After all, when someone like Damon Albarn – this week’s Music Week cover star and a man responsible for several of the greatest LPs of all time – favours streaming-friendly, single-track ‘episodes’ over a complete body of work, it suggests that something is up.

That something, however, may not be the album itself. Given that the way people listen to music has been completely reshaped since Gorillaz’s first record, it’s probably long overdue that artists and labels are looking at different ways of delivering their music.

Streaming’s burnrate remains an issue; you can drop an album one week, only for fans – and Spotify’s Daniel Ek – to be demanding more the next. Ek’s recent comments about artists no longer being able to “record music once every three to four years and think that’s going to be enough” enraged many, but ultimately he was delivering an economic truth, albeit an unpalatable one.

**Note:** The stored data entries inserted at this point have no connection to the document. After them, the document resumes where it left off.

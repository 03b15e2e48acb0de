//! Durable asynchronous audit for the Warden gateway.
//!
//! Handlers enqueue [`AuditEntry`](warden_core::AuditEntry) values and
//! return immediately; a background worker batches entries, writes them
//! through an [`AuditWriter`] capability with retry, and spills to a
//! newline-delimited JSON fallback file when the backend stays down.
//!
//! The queue never owns a database handle: it receives a writer
//! capability so the connection lifecycle stays with the service context.

pub mod error;
pub mod fallback;
pub mod postgres;
pub mod queue;
pub mod retry;
pub mod writer;

pub use error::AuditError;
pub use fallback::FallbackFile;
pub use postgres::PostgresAuditWriter;
pub use queue::{AuditQueue, AuditQueueConfig, AuditQueueMetrics, MetricsSnapshot, QueueMode};
pub use retry::RetryPolicy;
pub use writer::{AuditWriter, MemoryAuditWriter};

The way people listen to music has been completely reshaped – it’s long overdue to look at different ways of delivering music

Music Week

But there is another way: presenting that music in different ways to different audiences to promote longevity. That’s why Albarn’s Song Machine Season One will find a home as a deluxe physical album as well as single episodes. And while Taylor Swift’s brilliant Folklore hangs together perfectly as a full record, it’s also being pushed in shorter, thematic chapters for you to choose as the mood suits.

Meanwhile, newer artists concentrate on ever-evolving playlists of their hits until they’re ready to take on the different demands of their debut record proper, while the mixtape concept has successfully made the jump from hip-hop to other genres. And, in the streaming age, the old deluxe edition concept has become a more organic way of updating a record.

Ultimately, it’s about choice, for both artist and consumer, as the former tries to stay relevant to the latter without compromising their integrity.

And right now it feels like a little reinvention – and a lot of good music, of course – goes a long way. The album isn’t dead; in fact, it might just have become a living, breathing thing again.